Dall’identità dell’attentatore fino a immagini e video presentate fuori contesto, sono diversi i casi in cui contenuti fuorvianti o falsi sono stati identificati da fact-checkers ed esperti del settore. Ecco alcuni dei più rilevanti, e il contesto in cui hanno trovato terreno fertile per essere diffusi.

 

La fake news su “Mark Violets”

Tra le più note false teorie circolate in rete subito dopo l’attentato c’è quella che identificava il responsabile come “Mark Violets”: la falsa informazione è nata da un post pubblicato su X, in cui un account scriveva in inglese che “secondo la polizia di Butler l'attentatore è stato arrestato sul posto ed è stato identificato come Mark Violets, un fanatico antifascista”. Ad accompagnare il post c’è una foto di Marco Violi - un cronista sportivo che si occupa della Roma e che non ha nulla a che vedere con quanto accaduto - braccia incrociate, occhiali scuri e berretto nero in testa. La falsa informazione ha però fatto il giro del mondo, tanto da essere oggetto di debunking non solo in Italia ma anche a livello internazionale
“Sono trasecolato”, ha commentato il giornalista: “Le notizie sono totalmente prive di fondamento. Sono organizzate da un gruppo di hater che dal 2018 mi stanno rovinando la vita. Ci sono indagini per stalking e cyberbullismo".

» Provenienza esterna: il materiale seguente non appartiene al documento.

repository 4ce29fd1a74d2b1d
//! Configuration schema for gxr
//!
//! Configuration is stored at `~/.config/gxr/config.toml`

use crate::repo::Registry;
use serde::{Deserialize, Serialize};
use std::path::PathBuf;

/// Root configuration structure
#[derive(Debug, Clone, Default, Serialize, Deserialize)]
#[serde(default)]
pub struct Config {
    /// General settings
    pub general: GeneralConfig,

    /// IPFS API endpoint settings
    pub endpoint: EndpointSection,

    /// Resolution cache settings
    pub cache: CacheConfig,

    /// Registered repositories: display name to root path
    pub repos: Registry,
}

/// General application settings
#[derive(Debug, Clone, Serialize, Deserialize)]
#[serde(default)]
pub struct GeneralConfig {
    /// Log format: "text" or "json"
    pub log_format: String,

    /// Default number of concurrent fetches for `repo query`
    pub query_jobs: usize,
}

impl Default for GeneralConfig {
    fn default() -> Self {
        Self {
            log_format: "text".to_string(),
            query_jobs: 1,
        }
    }
}

/// Endpoint settings, used when no flag or environment variable is given
#[derive(Debug, Clone, Default, Serialize, Deserialize)]
#[serde(default)]
pub struct EndpointSection {
    /// API host:port or URL
    #[serde(skip_serializing_if = "Option::is_none")]
    pub api: Option<String>,

    /// Local node runtime directory
    #[serde(skip_serializing_if = "Option::is_none")]
    pub ipfs_path: Option<PathBuf>,
}

/// Resolution cache settings
#[derive(Debug, Clone, Default, Serialize, Deserialize)]
#[serde(default)]
pub struct CacheConfig {
    /// Cache file location (defaults to `~/.gxcache`)
    #[serde(skip_serializing_if = "Option::is_none")]
    pub path: Option<PathBuf>,
}
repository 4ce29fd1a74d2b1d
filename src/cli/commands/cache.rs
//! Cache command - inspect or clear the resolution cache

use super::{open_cache, print_map};
use crate::cli::args::{CacheAction, CacheArgs, OutputFormat};
use crate::config::Config;
use crate::error::GxrResult;
use crate::ui::{self, UiContext};

/// Execute the cache command
pub async fn execute(args: CacheArgs, config: &Config) -> GxrResult<()> {
    let cache = open_cache(config)?;

    match args.action {
        CacheAction::Ls { format } => {
            let ctx = UiContext::detect();
            let entries = cache.entries().await?;

            if entries.is_empty() && format == OutputFormat::Table {
                ui::step_info(&ctx, "Resolution cache is empty");
                return Ok(());
            }
            print_map(&ctx, &entries, format, ("PATH", "RESOLVED"))
        }
        CacheAction::Clear { yes } => {
            let ctx = UiContext::detect().with_auto_yes(yes);
            let prompt = format!("Delete resolution cache at {}?", cache.path().display());

            if !ui::confirm(&ctx, &prompt, false).await? {
                ui::remark(&ctx, "Cache left untouched (pass --yes to skip this prompt)");
                return Ok(());
            }

            if cache.clear().await? {
                ui::step_ok_detail(&ctx, "Removed", &cache.path().display().to_string());
            } else {
                ui::step_info(&ctx, "Resolution cache is already empty");
            }
            Ok(())
        }
        CacheAction::Path => {
            println!("{}", cache.path().display());
            Ok(())
        }
    }
}
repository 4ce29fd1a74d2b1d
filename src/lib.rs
//! gxr - package repositories on IPFS
//!
//! Resolves repository roots (often mutable `/ipns/` names) to immutable
//! identifiers, caches those resolutions in `~/.gxcache`, and answers
//! "which repositories publish package X" across a configured registry.

pub mod cache;
pub mod cli;
pub mod client;
pub mod config;
pub mod endpoint;
pub mod error;
pub mod repo;
pub mod ui;

pub use error::{GxrError, GxrResult};
//! Status lines shared by all commands

use super::context::UiContext;
use console::style;

/// Display a completed step with a dimmed detail, such as an identifier
pub fn step_ok_detail(ctx: &UiContext, message: &str, detail: &str) {
    if ctx.use_fancy_output() {
        cliclack::log::success(format!("{} {}", message, style(detail).dim())).ok();
    } else {
        println!("{} {} {}", style("[OK]").green(), message, detail);
    }
}

/// Display an informational line
pub fn step_info(ctx: &UiContext, message: &str) {
    if ctx.use_fancy_output() {
        cliclack::log::info(message).ok();
    } else {
        println!("{} {}", style("[INFO]").cyan(), message);
    }
}

/// Display a warning line
pub fn step_warn(ctx: &UiContext, message: &str) {
    if ctx.use_fancy_output() {
        cliclack::log::warning(message).ok();
    } else {
        println!("{} {}", style("[WARN]").yellow(), message);
    }
}

/// Display a dimmed hint
pub fn remark(ctx: &UiContext, message: &str) {
    if ctx.use_fancy_output() {
        cliclack::log::remark(message).ok();
    } else {
        println!("  {}", style(message).dim());
    }
}

/// Print an aligned key/value row
pub fn key_value(ctx: &UiContext, key: &str, value: &str, width: usize) {
    if ctx.use_fancy_output() {
        println!("{:<width$}  {}", style(key).cyan(), value);
    } else {
        println!("{:<width$}  {}", key, value);
    }
}
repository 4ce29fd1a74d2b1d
//! Command-line interface

pub mod args;
pub mod commands;

pub use args::{Cli, Commands};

La disinformazione, nel caso in cui colpisca una persona specifica, oltre a diffondere una notizia falsa può causare anche sofferenza all’individuo bersaglio: “È inquietante vedere come l'identità di una persona possa essere sfruttata per diffondere fake news, causando gravi danni e sofferenze”, ha commentato su X il fact-checker David Puente.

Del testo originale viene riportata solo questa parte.